Die Eigentümer-Familie zieht sich aus dem Tagesgeschäft vermehrt zurück und überträgt alles an das Management, das als Trio aufgestellt wird: Neben CEO Lixl noch Kai Droge und ein weiterer Manager-Job ist noch offen. Die knapp 2800 Mitarbeiter haben in der neuen Struktur keine Auswirkungen wie den Abbau von Jobs zu befürchten.

Das gesamte Autogeschäft wird in der Pappas Holding zusammengeführt. Das heißt im Detail: Die früheren BMW-Frey-Betriebe wurden seit der Übernahme vor zwei Jahren noch separat in der CP Auto-GmbH von Catharina Pappas geführt. Jetzt kommt alles unter ein Dach. Lixl: "Wir konnten zwei sich eigentlich konkurrierende Marken gut positionieren." Denn Pappas fuhr 2016 überall Rekorde ein: Bei BMW war es sogar ein Plus von knapp 30 Prozent. Insgesamt stieg der Pkw-Verkauf um 11,4 Prozent. Vor allem auch in Ungarn feierte Pappas große Erfolge. Im Flottenvertrieb könne man mit modernen Motoren punkten, heißt es.

Der Zusammenschluss ist bereits genehmigt. Pappas will die Marken jetzt klar trennen. Vertrieb und Service werden länderübergreifend geführt. An der Alpenstraße baut Pappas einen neuen Jaguar-Schauraum.

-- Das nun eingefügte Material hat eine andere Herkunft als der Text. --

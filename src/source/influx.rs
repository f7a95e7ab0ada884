//! InfluxDB 0.8 HTTP data source
//!
//! Range queries are issued against `/db/{database}/series` with basic auth.
//! Chunked responses arrive as a stream of concatenated JSON values, so the
//! body is decoded value by value rather than as a single document.

use std::time::Duration;

use async_trait::async_trait;
use chrono::{DateTime, Utc};
use regex::Regex;
use reqwest::Client;
use serde::Deserialize;
use serde_json::Value;
use tracing::debug;

use super::DataSource;
use crate::config::settings::ServerConfig;
use crate::error::{classify_status, BackupError, Result};
use crate::models::{earliest, RecordSet};

/// Build an HTTP client honoring the server's request timeout
pub fn build_client(server: &ServerConfig) -> Result<Client> {
    Client::builder()
        .timeout(Duration::from_secs(server.timeout_secs))
        .build()
        .map_err(|e| BackupError::config(format!("Failed to build HTTP client: {}", e)))
}

/// Range-query data source for one database on one server
#[derive(Debug, Clone)]
pub struct InfluxSource {
    client: Client,
    base_url: String,
    database: String,
    username: String,
    password: String,
    table_regex: String,
    chunked: bool,
}

impl InfluxSource {
    /// Create a source for `database`, sharing `client` across databases
    pub fn new(client: Client, server: &ServerConfig, database: impl Into<String>) -> Self {
        Self {
            client,
            base_url: server.base_url(),
            database: database.into(),
            username: server.username.clone(),
            password: server.password.clone(),
            table_regex: server.table_regex.clone(),
            chunked: server.chunked,
        }
    }

    pub fn database(&self) -> &str {
        &self.database
    }

    fn series_url(&self) -> String {
        format!("{}/db/{}/series", self.base_url, self.database)
    }

    /// Query text selecting every series point in `[start, end)`
    pub fn range_query(&self, start: DateTime<Utc>, end: DateTime<Utc>) -> String {
        if start <= earliest() {
            format!(
                "select * from {} where time < {}s",
                self.table_regex,
                end.timestamp()
            )
        } else {
            format!(
                "select * from {} where time >= {}s and time < {}s",
                self.table_regex,
                start.timestamp(),
                end.timestamp()
            )
        }
    }
}

#[async_trait]
impl DataSource for InfluxSource {
    async fn query_range(&self, start: DateTime<Utc>, end: DateTime<Utc>) -> Result<RecordSet> {
        let query = self.range_query(start, end);
        debug!(database = %self.database, %query, "Querying series");

        let response = self
            .client
            .get(self.series_url())
            .basic_auth(&self.username, Some(&self.password))
            .query(&[
                ("q", query.as_str()),
                ("chunked", if self.chunked { "true" } else { "false" }),
            ])
            .send()
            .await?;

        let status = response.status();
        if !status.is_success() {
            let body = response.text().await.unwrap_or_default();
            return Err(classify_status(status.as_u16(), body.trim()));
        }

        let body = response.bytes().await?;
        parse_records(&body)
    }

    async fn probe(&self) -> Result<()> {
        let url = format!("{}/ping", self.base_url);
        let response = self
            .client
            .get(&url)
            .send()
            .await
            .map_err(|e| BackupError::Unavailable(format!("{}: {}", url, e)))?;

        if response.status().is_success() {
            Ok(())
        } else {
            Err(BackupError::Unavailable(format!(
                "{} returned HTTP {}",
                url,
                response.status().as_u16()
            )))
        }
    }
}

/// Decode a series response body into records
///
/// Accepts a single array (non-chunked) or a stream of concatenated values
/// (chunked); arrays are flattened. A body cut off mid-value is transient,
/// anything else unparseable is terminal.
pub fn parse_records(body: &[u8]) -> Result<RecordSet> {
    let mut records = Vec::new();

    for value in serde_json::Deserializer::from_slice(body).into_iter::<Value>() {
        match value {
            Ok(Value::Array(items)) => records.extend(items),
            Ok(Value::Null) => {}
            Ok(other) => records.push(other),
            Err(e) if e.is_eof() => {
                return Err(BackupError::Transient(format!(
                    "truncated response body: {}",
                    e
                )))
            }
            Err(e) => {
                return Err(BackupError::Terminal(format!(
                    "malformed response body: {}",
                    e
                )))
            }
        }
    }

    Ok(records)
}

#[derive(Debug, Deserialize)]
struct DatabaseEntry {
    name: String,
}

/// List the server's databases, keeping those matching `db_regex`
///
/// Runs before any window is dispatched, so every failure is reported as
/// `Unavailable` and aborts the server's backup.
pub async fn list_databases(client: &Client, server: &ServerConfig) -> Result<Vec<String>> {
    let url = format!("{}/db", server.base_url());
    let matcher = server.db_matcher()?;

    let response = client
        .get(&url)
        .basic_auth(&server.username, Some(&server.password))
        .send()
        .await
        .map_err(|e| BackupError::Unavailable(format!("{}: {}", url, e)))?;

    let status = response.status();
    if !status.is_success() {
        return Err(BackupError::Unavailable(format!(
            "{} returned HTTP {}",
            url,
            status.as_u16()
        )));
    }

    let entries: Vec<DatabaseEntry> = response
        .json()
        .await
        .map_err(|e| BackupError::Unavailable(format!("{}: {}", url, e)))?;

    Ok(filter_databases(
        entries.into_iter().map(|e| e.name),
        matcher.as_ref(),
    ))
}

/// Keep database names matching `matcher` (all of them when `None`)
///
/// The match is anchored at the start of the name but not at the end, so
/// `metrics` keeps `metrics_old` and drops `old_metrics`.
pub fn filter_databases(
    names: impl IntoIterator<Item = String>,
    matcher: Option<&Regex>,
) -> Vec<String> {
    names
        .into_iter()
        .filter(|name| matcher.map_or(true, |re| matches_prefix(re, name)))
        .collect()
}

fn matches_prefix(re: &Regex, name: &str) -> bool {
    re.find(name).is_some_and(|m| m.start() == 0)
}
//! Configuration file for influxdb-backup
//!
//! The configuration file is YAML mapping a server name to its connection
//! settings:
//!
//! ```yaml
//! production:
//!   host: http://influx.example.com
//!   port: 8086
//!   username: root
//!   password: root
//!   db_regex: "^metrics"
//!   table_regex: "/.*/"
//! ```

use std::collections::BTreeMap;
use std::path::Path;

use regex::Regex;
use serde::{Deserialize, Serialize};

use crate::error::{BackupError, Result};

/// Connection and query settings for one InfluxDB server
#[derive(Debug, Clone, PartialEq, Eq, Serialize, Deserialize)]
pub struct ServerConfig {
    /// Scheme and host, e.g. `http://localhost`
    pub host: String,

    /// HTTP API port
    #[serde(default = "default_port")]
    pub port: u16,

    #[serde(default)]
    pub username: String,

    #[serde(default)]
    pub password: String,

    /// Only back up databases whose name matches this regex
    #[serde(default, skip_serializing_if = "Option::is_none")]
    pub db_regex: Option<String>,

    /// Series selector used in the `from` clause
    #[serde(default = "default_table_regex")]
    pub table_regex: String,

    /// Ask the server for a chunked response stream
    #[serde(default = "default_chunked")]
    pub chunked: bool,

    /// Per-request timeout in seconds
    #[serde(default = "default_timeout_secs")]
    pub timeout_secs: u64,

    /// Maximum fetch attempts per window
    #[serde(default = "default_retries")]
    pub retries: u32,
}

fn default_port() -> u16 {
    8086
}

fn default_table_regex() -> String {
    "/.*/".to_string()
}

fn default_chunked() -> bool {
    true
}

fn default_timeout_secs() -> u64 {
    60
}

fn default_retries() -> u32 {
    5
}

impl ServerConfig {
    /// Base URL of the HTTP API, e.g. `http://localhost:8086`
    pub fn base_url(&self) -> String {
        format!("{}:{}", self.host.trim_end_matches('/'), self.port)
    }

    /// Compiled `db_regex`, if one is configured
    pub fn db_matcher(&self) -> Result<Option<Regex>> {
        self.db_regex
            .as_deref()
            .map(|pattern| {
                Regex::new(pattern).map_err(|e| {
                    BackupError::config(format!("invalid db_regex '{}': {}", pattern, e))
                })
            })
            .transpose()
    }

    fn validate(&self, name: &str) -> Result<()> {
        if !self.host.starts_with("http://") && !self.host.starts_with("https://") {
            return Err(BackupError::config(format!(
                "server '{}': host must start with http:// or https://",
                name
            )));
        }
        if self.table_regex.trim().is_empty() {
            return Err(BackupError::config(format!(
                "server '{}': table_regex must not be empty",
                name
            )));
        }
        if self.retries == 0 {
            return Err(BackupError::config(format!(
                "server '{}': retries must be at least 1",
                name
            )));
        }
        self.db_matcher()?;
        Ok(())
    }
}

/// All configured servers, keyed by name
#[derive(Debug, Clone, Default, PartialEq, Eq, Serialize, Deserialize)]
#[serde(transparent)]
pub struct Settings {
    pub servers: BTreeMap<String, ServerConfig>,
}

impl Settings {
    /// Load settings from a YAML file
    ///
    /// # Errors
    ///
    /// Fails with `InvalidConfiguration` if the file is missing or invalid.
    pub fn load(path: &Path) -> Result<Self> {
        if !path.is_file() {
            return Err(BackupError::config(format!(
                "Could not find configuration file {}. Use `-c` or create one at \
                 `~/.influxdb_backup.yaml`",
                path.display()
            )));
        }

        let contents = std::fs::read_to_string(path).map_err(|e| {
            BackupError::config(format!("Failed to read configuration file: {}", e))
        })?;

        Self::from_yaml(&contents)
    }

    /// Parse and validate settings from YAML text
    pub fn from_yaml(contents: &str) -> Result<Self> {
        let settings: Settings = serde_yaml::from_str(contents).map_err(|e| {
            BackupError::config(format!("Failed to parse configuration file: {}", e))
        })?;

        if settings.servers.is_empty() {
            return Err(BackupError::config(
                "configuration file does not define any servers",
            ));
        }

        for (name, server) in &settings.servers {
            server.validate(name)?;
        }

        Ok(settings)
    }
}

Das Projekt ging am Mittwoch bereits durch den Gestaltungsbeirat.

Autobranche ist gefordert

"Nahezu alle Marken bieten neue attraktive Modelle an", rechnet Pappas-Chef Lixl mit einem weiterem Anstieg im Verkauf. Bis 2025 soll es einen E-Anteil von rund 30 Prozent geben. In Zukunft will der Familienkonzern nach innovativen Lösungen suchen und die Geschäftsfelder erweitern. Denkbar ist für Lixl auch ein Einstieg im wachsenden Car-Sharing-Markt: "Wir wollen das Angebot auf das Land erweitern."